To better manage its well-in-progress inventory, Continental plans to segregate mega-pads into sub-areas that will be batch-drilled and batch-completed using SIMOP operations. As a result, 7-8 wells would be brought on production at a time, sequentially. The approach should help to reduce "inventorying of capital" and smooth out production spikes.
Potential For Cost Efficiencies
The mega-pad "manufacturing" mode should provide Continental with an ability to drive down costs and enhance drilling returns. Continental has already achieved significant cost reductions in the Bakken and is currently completing wells for ~$8 million, a substantial improvement from the $9.2 million in 2012. Lower well costs have already provided a ~10%-12% estimated uplift to drilling returns (slide below).
(Source: Continental Resources' November 2013 Investor Presentation)
Completion Design Will Evolve
Many operators in the Bakken have been experimenting aggressively with completion techniques.
EOG Resources (EOG) has been at the forefront of completions innovation in the Bakken, having transferred to the play some of its successful approaches initially developed in the Eagle Ford.
Whiting Petroleum (WLL) during its third quarter conference call two weeks ago provided details of the significant completion modifications that it is implementing, including cemented liners, increased number of frac stages, and much greater amounts of proppant used to maximize fracturing of the rock around the wellbore (the slide below).
(Source: Whiting Petroleum's November 2013 Investor Presentation)
Halcon Resources (HK) has been actively testing slickwater completions and reported strong improvements in well performance.

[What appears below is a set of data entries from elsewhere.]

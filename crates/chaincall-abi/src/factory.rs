//! Typed event factories and multi-candidate dispatch.

use alloy_core::dyn_abi::DynSolValue;
use alloy_primitives::{Address, B256};

use chaincall_core::Log;

use crate::error::AbiError;
use crate::event::EventSignature;

/// A decoded event, exposing the metadata of its originating log.
///
/// Implementations hold the `Log` they were decoded from; the accessors
/// borrow from it rather than copying metadata into the event itself.
pub trait ContractEvent {
    fn log(&self) -> &Log;

    fn address(&self) -> Address {
        self.log().address
    }

    fn block_hash(&self) -> B256 {
        self.log().block_hash
    }

    fn block_number(&self) -> u64 {
        self.log().block_number
    }

    fn transaction_hash(&self) -> B256 {
        self.log().transaction_hash
    }

    fn transaction_index(&self) -> u64 {
        self.log().transaction_index
    }

    fn log_index(&self) -> u64 {
        self.log().log_index
    }

    fn removed(&self) -> bool {
        self.log().removed
    }
}

/// Decodes raw logs into one concrete event type.
///
/// Typed bindings implement [`signature`](EventFactory::signature) and
/// [`new_event`](EventFactory::new_event); validation, decoding, and
/// argument reassembly are provided.
pub trait EventFactory: ContractEvent + Sized {
    /// The declared signature of this event type.
    fn signature() -> &'static EventSignature;

    /// Build the typed event from the decoded arguments, which arrive in
    /// declaration order. The factory takes ownership of the log.
    fn new_event(log: Log, args: Vec<DynSolValue>) -> Result<Self, AbiError>;

    /// Pure structural check — no decoding is performed. Cheap enough to
    /// run against every log of a heterogeneous scan.
    fn is_log_valid(log: &Log) -> bool {
        Self::signature().matches(log)
    }

    /// Decode `log` into this event type.
    ///
    /// Returns `Ok(None)` if the log does not structurally match this
    /// signature — an expected outcome, not an error. Codec-level failures
    /// on a structurally matching log propagate as `Err`.
    fn decode(log: &Log) -> Result<Option<Self>, AbiError> {
        match Self::signature().decode_log(log)? {
            Some(args) => Self::new_event(log.clone(), args).map(Some),
            None => Ok(None),
        }
    }
}

/// `true` if `log` structurally matches the event type `E`.
pub fn log_matches<E: EventFactory>(log: &Log) -> bool {
    E::is_log_valid(log)
}

/// Decode `log` as the event type `E`, `Ok(None)` on non-match.
pub fn decode_as<E: EventFactory>(log: &Log) -> Result<Option<E>, AbiError> {
    E::decode(log)
}

type BoxedDecoder<T> = Box<dyn Fn(&Log) -> Result<Option<T>, AbiError> + Send + Sync>;

/// An ordered collection of event factories sharing a common event type.
///
/// Dispatch is first-match-wins: candidates are tried in registration order
/// and the first successful decode is returned. Structural collisions
/// between registered signatures are not detected — uniqueness is the
/// caller's responsibility.
pub struct EventDispatcher<T> {
    entries: Vec<DispatchEntry<T>>,
}

struct DispatchEntry<T> {
    is_valid: fn(&Log) -> bool,
    decode: BoxedDecoder<T>,
}

impl<T> EventDispatcher<T> {
    pub fn new() -> Self {
        Self { entries: Vec::new() }
    }

    /// Register the event type `E`, converted into the common type via
    /// `From`. Registration order is dispatch order.
    pub fn with<E>(mut self) -> Self
    where
        E: EventFactory + 'static,
        T: From<E> + 'static,
    {
        self.entries.push(DispatchEntry {
            is_valid: E::is_log_valid,
            decode: Box::new(|log: &Log| Ok(E::decode(log)?.map(T::from))),
        });
        self
    }

    /// `true` if `log` structurally matches any registered signature.
    /// Reuses the cheap validity checks; nothing is decoded.
    pub fn matches(&self, log: &Log) -> bool {
        self.entries.iter().any(|e| (e.is_valid)(log))
    }

    /// Decode `log` against the registered factories in order, returning
    /// the first successful decode, or `Ok(None)` if nothing matched.
    pub fn decode(&self, log: &Log) -> Result<Option<T>, AbiError> {
        for entry in &self.entries {
            if let Some(event) = (entry.decode)(log)? {
                return Ok(Some(event));
            }
        }
        Ok(None)
    }

    pub fn len(&self) -> usize {
        self.entries.len()
    }

    pub fn is_empty(&self) -> bool {
        self.entries.is_empty()
    }
}

impl<T> Default for EventDispatcher<T> {
    fn default() -> Self {
        Self::new()
    }
}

CLR has been relatively conservative in the area of completions. The company has a well established completion design that it has optimized over the years and believes to be highly successful. The company typically uses swell packer, 30-stage type completions. Completion standardization has helped Continental to achieve significant efficiencies and cost savings. However, similar to many peer operators in the play, Continental is now giving greater attention to experimenting with its completions. In its 2014 drilling program, the company plans to carve out about 20% of its planned well count to try some different approaches to completions that will range from more slick water jobs to cemented liners to very significant increases in the size of the frac job.
Over the last year, Continental has already tested slickwater completions (with "variable results thus far") and has used cemented liners in some of its wells that are now being monitored to establish differences in productivity versus the company's traditional approach. Modifications to the completion techniques are obviously prone with additional costs that need to be taken in to consideration. Cementing liner, for example, may add $200,000 to $300,000 incremental costs per well, while some of the slick water jobs may be adding $1-$1.5 million per well, according to Continental.
Search for the optimal completion technique in the Bakken is a collective effort, with inevitable dissemination and adoption of best practices, via various channels. Continental commented that it has the ability to monitor industry developments in completions area via its participation in about 400 gross non-operated wells per year and "get a chance to see what others are doing":
We really benefit from that. We can see not only what the actual results are, but also what the actual cost is, as well.